Exercise data below:

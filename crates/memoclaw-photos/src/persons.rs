//! Person ranking — who shows up most in the library.

use serde::{Deserialize, Serialize};

use memoclaw_core::config::RetrySettings;
use memoclaw_core::error::Result;
use memoclaw_core::retry::with_retry;

use crate::immich::ImmichClient;

/// One entry from the people index.
#[derive(Debug, Clone, Deserialize)]
pub struct PersonRecord {
    pub id: String,
    #[serde(default)]
    pub name: String,
}

/// A named person with their approximate asset count.
#[derive(Debug, Clone, Serialize, Deserialize)]
pub struct RankedPerson {
    pub id: String,
    pub name: String,
    pub asset_count: u64,
}

/// Fetch all people, count each named one's assets via a size-1 metadata
/// search, and return the `limit` most-photographed. A count query that
/// keeps failing demotes that person to count 0 instead of aborting.
pub async fn rank_top_persons(
    client: &ImmichClient,
    retry: &RetrySettings,
    limit: usize,
) -> Result<Vec<RankedPerson>> {
    let people = with_retry("people list", retry.max_attempts, retry.delay_seconds, || {
        client.fetch_people()
    })
    .await?;

    let mut ranked = Vec::new();
    for person in people.into_iter().filter(|p| !p.name.trim().is_empty()) {
        let label = format!("asset count for {}", person.name);
        let count = match with_retry(&label, retry.max_attempts, retry.delay_seconds, || {
            client.search_person_assets(&person.id, 1)
        })
        .await
        {
            Ok(page) => page.total,
            Err(e) => {
                tracing::warn!("⚠️ Keeping {} with count 0: {e}", person.name);
                0
            }
        };
        ranked.push(RankedPerson {
            id: person.id,
            name: person.name,
            asset_count: count,
        });
    }

    Ok(rank(ranked, limit))
}

/// Sort descending by count and keep the top `limit`.
fn rank(mut persons: Vec<RankedPerson>, limit: usize) -> Vec<RankedPerson> {
    persons.sort_by(|a, b| b.asset_count.cmp(&a.asset_count));
    persons.truncate(limit);
    persons
}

End of Exercise data.

Assignment: For each line of the entries that includes "named", show that line.

Answer to this problem:
/// A named person with their approximate asset count.
/// Fetch all people, count each named one's assets via a size-1 metadata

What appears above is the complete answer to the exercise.